THE PROBLEM: Repeat the listing that follows without a single change.

------ DATA UNDER STUDY

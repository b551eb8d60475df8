//! Stage definitions.

use serde::{Deserialize, Serialize};

/// Name of the stage that is pulled out of the plan and run before logging starts.
pub const CLEAN_STAGE: &str = "clean";

/// Definition of a single stage in a workflow.
#[derive(Debug, Clone, Default, PartialEq, Eq, Serialize, Deserialize)]
#[serde(default)]
pub struct StageDef {
    /// Names of stages that must run before this one, in declared order.
    #[serde(skip_serializing_if = "Vec::is_empty")]
    pub dependencies: Vec<String>,
    /// Command templates, run in order.
    #[serde(skip_serializing_if = "Vec::is_empty")]
    pub commands: Vec<String>,
    /// Hidden stages get no CLI flag but may still be dependencies.
    #[serde(skip_serializing_if = "std::ops::Not::not")]
    pub hidden: bool,
    /// Help text for the stage's CLI flag.
    #[serde(skip_serializing_if = "String::is_empty")]
    pub description: String,
    /// Template of a log path printed after the stage succeeds.
    #[serde(skip_serializing_if = "Option::is_none")]
    pub log_file: Option<String>,
}

impl StageDef {
    /// Creates an empty stage definition.
    #[must_use]
    pub fn new() -> Self {
        Self::default()
    }

    /// Sets the dependencies.
    #[must_use]
    pub fn with_dependencies(mut self, deps: impl IntoIterator<Item = impl Into<String>>) -> Self {
        self.dependencies = deps.into_iter().map(Into::into).collect();
        self
    }

    /// Adds a dependency.
    #[must_use]
    pub fn with_dependency(mut self, dep: impl Into<String>) -> Self {
        self.dependencies.push(dep.into());
        self
    }

    /// Sets the commands.
    #[must_use]
    pub fn with_commands(mut self, commands: impl IntoIterator<Item = impl Into<String>>) -> Self {
        self.commands = commands.into_iter().map(Into::into).collect();
        self
    }

    /// Adds a command.
    #[must_use]
    pub fn with_command(mut self, command: impl Into<String>) -> Self {
        self.commands.push(command.into());
        self
    }

    /// Marks the stage as hidden.
    #[must_use]
    pub fn hidden(mut self) -> Self {
        self.hidden = true;
        self
    }

    /// Sets the description.
    #[must_use]
    pub fn with_description(mut self, description: impl Into<String>) -> Self {
        self.description = description.into();
        self
    }

    /// Sets the log file template.
    #[must_use]
    pub fn with_log_file(mut self, template: impl Into<String>) -> Self {
        self.log_file = Some(template.into());
        self
    }

    /// Returns the description, or a default one naming the stage.
    #[must_use]
    pub fn help_text(&self, name: &str) -> String {
        if self.description.trim().is_empty() {
            format!("Run {name}")
        } else {
            self.description.clone()
        }
    }
}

------------

OUTPUT FOR THIS TASK:
repository b551eb8d60475df8
//! Stage definitions.

use serde::{Deserialize, Serialize};

/// Name of the stage that is pulled out of the plan and run before logging starts.
pub const CLEAN_STAGE: &str = "clean";

/// Definition of a single stage in a workflow.
#[derive(Debug, Clone, Default, PartialEq, Eq, Serialize, Deserialize)]
#[serde(default)]
pub struct StageDef {
    /// Names of stages that must run before this one, in declared order.
    #[serde(skip_serializing_if = "Vec::is_empty")]
    pub dependencies: Vec<String>,
    /// Command templates, run in order.
    #[serde(skip_serializing_if = "Vec::is_empty")]
    pub commands: Vec<String>,
    /// Hidden stages get no CLI flag but may still be dependencies.
    #[serde(skip_serializing_if = "std::ops::Not::not")]
    pub hidden: bool,
    /// Help text for the stage's CLI flag.
    #[serde(skip_serializing_if = "String::is_empty")]
    pub description: String,
    /// Template of a log path printed after the stage succeeds.
    #[serde(skip_serializing_if = "Option::is_none")]
    pub log_file: Option<String>,
}

impl StageDef {
    /// Creates an empty stage definition.
    #[must_use]
    pub fn new() -> Self {
        Self::default()
    }

    /// Sets the dependencies.
    #[must_use]
    pub fn with_dependencies(mut self, deps: impl IntoIterator<Item = impl Into<String>>) -> Self {
        self.dependencies = deps.into_iter().map(Into::into).collect();
        self
    }

    /// Adds a dependency.
    #[must_use]
    pub fn with_dependency(mut self, dep: impl Into<String>) -> Self {
        self.dependencies.push(dep.into());
        self
    }

    /// Sets the commands.
    #[must_use]
    pub fn with_commands(mut self, commands: impl IntoIterator<Item = impl Into<String>>) -> Self {
        self.commands = commands.into_iter().map(Into::into).collect();
        self
    }

    /// Adds a command.
    #[must_use]
    pub fn with_command(mut self, command: impl Into<String>) -> Self {
        self.commands.push(command.into());
        self
    }

    /// Marks the stage as hidden.
    #[must_use]
    pub fn hidden(mut self) -> Self {
        self.hidden = true;
        self
    }

    /// Sets the description.
    #[must_use]
    pub fn with_description(mut self, description: impl Into<String>) -> Self {
        self.description = description.into();
        self
    }

    /// Sets the log file template.
    #[must_use]
    pub fn with_log_file(mut self, template: impl Into<String>) -> Self {
        self.log_file = Some(template.into());
        self
    }

    /// Returns the description, or a default one naming the stage.
    #[must_use]
    pub fn help_text(&self, name: &str) -> String {
        if self.description.trim().is_empty() {
            format!("Run {name}")
        } else {
            self.description.clone()
        }
    }
}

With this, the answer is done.